[LLVMdev] [Polly]GSoC Proposal: Reducing LLVM-Polly Compiling overhead

Sat Mar 23 09:23:24 PDT 2013

Dear Tobies,

Sorry for the late reply. 

I have checked the experiment and I found some of the data is mismatched because of incorrect manual copy and paste, so I have written a Shell script to automatically collect data. Newest data is listed in the attached file.

Tobies, I have made a simple HTML page (attached polly-compiling-overhead.html) to show the experimental data and my plans for this project. I think a public webpage can be helpful for our further discussion. If possible, could you put it on Polly website (Either a public link or a temporary webpage) ? 
I think I will try to remove unnecessary code transformations for canonicalization in next step.

Thank you very much for your warm help.

Best Regards,
Star Tan

From: Tobias Grosser
Date: 2013-03-20 21:06
To: Star Tan
CC: llvmdev
Subject: Re: [Polly]GSoC Proposal: Reducing LLVM-Polly Compiling overhead
On 03/19/2013 11:02 AM, Star Tan wrote:
>
> Dear Tobias Grosser,
>
> Today I have rebuilt the LLVM-Polly in Release mode. The configuration of my own testing machine is: Intel Pentium Dual CPU T2390(1.86GHz) with 2GB DDR2 memory.
> I evaluated the Polly using PolyBench and Mediabench. It takes too long time to evaluate the whole LLVM-testsuite, so I just choose the Mediabench from LLVM-testsuite.

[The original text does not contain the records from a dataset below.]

use core::cell::UnsafeCell;
use spin::Once;
use x86_64::VirtAddr;
use x86_64::structures::tss::TaskStateSegment;
use x86_64::structures::gdt::{GlobalDescriptorTable, Descriptor, SegmentSelector};

use crate::percpu::{CoreId, MAX_CORES};

// Fixed layout, identical on every core:
//   0 null | 1 kernel code | 2 kernel data | 3 user data | 4 user code | 5-6 TSS
// User data sits below user code so SYSRET/STAR arithmetic works.
pub const KERNEL_CODE_SELECTOR: u16 = 0x08;
pub const KERNEL_DATA_SELECTOR: u16 = 0x10;
pub const USER_DATA_SELECTOR: u16 = 0x18 | 3;
pub const USER_CODE_SELECTOR: u16 = 0x20 | 3;
pub const TSS_SELECTOR: u16 = 0x28;

pub const DOUBLE_FAULT_IST_INDEX: u16 = 0;

const IST_STACK_SIZE: usize = 4096 * 5;

#[repr(C, align(16))]
struct IstStack(UnsafeCell<[u8; IST_STACK_SIZE]>);

// SAFETY: only the CPU touches these, through the TSS.
unsafe impl Sync for IstStack {}

struct TssSlot(UnsafeCell<TaskStateSegment>);

// SAFETY: slot N is written only by core N (or the BSP before N starts).
unsafe impl Sync for TssSlot {}

static DOUBLE_FAULT_STACKS: [IstStack; MAX_CORES] =
    [const { IstStack(UnsafeCell::new([0; IST_STACK_SIZE])) }; MAX_CORES];

static TSS: [TssSlot; MAX_CORES] =
    [const { TssSlot(UnsafeCell::new(TaskStateSegment::new())) }; MAX_CORES];

static GDT: [Once<GlobalDescriptorTable>; MAX_CORES] = [const { Once::new() }; MAX_CORES];

fn build_table(slot: usize) -> GlobalDescriptorTable {
    let mut gdt = GlobalDescriptorTable::new();
    let code = gdt.add_entry(Descriptor::kernel_code_segment());
    let data = gdt.add_entry(Descriptor::kernel_data_segment());
    let user_data = gdt.add_entry(Descriptor::user_data_segment());
    let user_code = gdt.add_entry(Descriptor::user_code_segment());
    // SAFETY: the TSS is a static that outlives the table. It is mutated
    // later (rsp0) through the raw pointer only.
    let tss = gdt.add_entry(unsafe { Descriptor::tss_segment_unchecked(TSS[slot].0.get()) });

    debug_assert_eq!(code.0, KERNEL_CODE_SELECTOR);
    debug_assert_eq!(data.0, KERNEL_DATA_SELECTOR);
    debug_assert_eq!(user_data.0 | 3, USER_DATA_SELECTOR);
    debug_assert_eq!(user_code.0 | 3, USER_CODE_SELECTOR);
    debug_assert_eq!(tss.0, TSS_SELECTOR);
    gdt
}

/// Builds and loads this core's GDT and TSS. Call once, on `core` itself.
pub fn install(core: CoreId) {
    use x86_64::instructions::tables::load_tss;
    use x86_64::instructions::segmentation::{CS, DS, ES, SS, Segment};

    let slot = core.index();
    let df_stack = DOUBLE_FAULT_STACKS[slot].0.get() as u64;
    unsafe {
        (*TSS[slot].0.get()).interrupt_stack_table[DOUBLE_FAULT_IST_INDEX as usize] =
            VirtAddr::new(df_stack + IST_STACK_SIZE as u64);
    }

    let gdt = GDT[slot].call_once(|| build_table(slot));
    gdt.load();
    unsafe {
        CS::set_reg(SegmentSelector(KERNEL_CODE_SELECTOR));
        SS::set_reg(SegmentSelector(KERNEL_DATA_SELECTOR));
        DS::set_reg(SegmentSelector(0));
        ES::set_reg(SegmentSelector(0));
        load_tss(SegmentSelector(TSS_SELECTOR));
    }
}

/// Points the TSS ring-0 stack (used for interrupts from ring 3) at `top`.
pub fn set_privileged_stack(core: CoreId, top: u64) {
    unsafe {
        (*TSS[core.index()].0.get()).privilege_stack_table[0] = VirtAddr::new(top);
    }
}

#[cfg(test)]
mod tests {
    use super::*;

    #[test]
    fn selectors_fit_sysret_layout() {
        // SYSRET loads SS from base + 8 and CS from base + 16.
        let sysret_base = USER_DATA_SELECTOR - 8;
        assert_eq!(sysret_base + 16, USER_CODE_SELECTOR);
        assert_eq!(KERNEL_CODE_SELECTOR + 8, KERNEL_DATA_SELECTOR);
    }

    #[test]
    fn user_selectors_request_ring_three() {
        assert_eq!(USER_CODE_SELECTOR & 3, 3);
        assert_eq!(USER_DATA_SELECTOR & 3, 3);
        assert_eq!(KERNEL_CODE_SELECTOR & 3, 0);
        assert_eq!(TSS_SELECTOR >> 3, 5);
    }
}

OK. This is a good baseline.

> The preliminary results of Polly compiling overhead is listed as follows:
>
> Table 1: Compiling time overhead of Polly for PolyBench.
>
> | | Clang
> (econd) | Polly-load
> (econd) | Polly-optimize
> (econd) | Polly-load penalty | Polly-optimize
> Penalty |
> | 2mm.c | 0.155 | 0.158 | 0.75 | 1.9% | 383.9% |
> | correlation.c | 0.132 | 0.133 | 0.319 | 0.8% | 141.7% |
> | geummv.c | 0.152 | 0.157 | 0.794 | 3.3% | 422.4% |
> | ludcmp.c | 0.157 | 0.159 | 0.391 | 1.3% | 149.0% |
> | 3mm.c | 0.103 | 0.109 | 0.122 | 5.8% | 18.4% |
> | covariance.c | 0.16 | 0.163 | 1.346 | 1.9% | 741.3% |

This is a very large slowdown. On my system I get

0.06 sec for Polly-load
0.09 sec for Polly-optimize

What exact version of Polybench did you use? What compiler
flags did you use to compile the benchmark?
Also, did you run the executables several times? How large is the
standard deviation of the results? (You can use a tool like ministat to 
calculate these values [1])

> | gramchmidt.c | 0.159 | 0.167 | 1.023 | 5.0% | 543.4% |
> | eidel.c | 0.125 | 0.13 | 0.285 | 4.0% | 128.0% |
> | adi.c | 0.155 | 0.156 | 0.953 | 0.6% | 514.8% |
> | doitgen.c | 0.124 | 0.128 | 0.298 | 3.2% | 140.3% |
> | intrument.c | 0.149 | 0.151 | 0.837 | 1.3% | 461.7% |

This number is surprising. In your last numbers you reported 
Polly-optimize as taking 0.495 sec in debug mode. The time you now
report for the release mode is almost twice as much. Can you verify
this number please?

> | atax.c | 0.135 | 0.136 | 0.917 | 0.7% | 579.3% |
> | gemm.c | 0.161 | 0.162 | 1.839 | 0.6% | 1042.2% |

This number looks also fishy. In debug mode you reported for 
Polly-optimize 1.327 seconds. This is again faster than in release mode.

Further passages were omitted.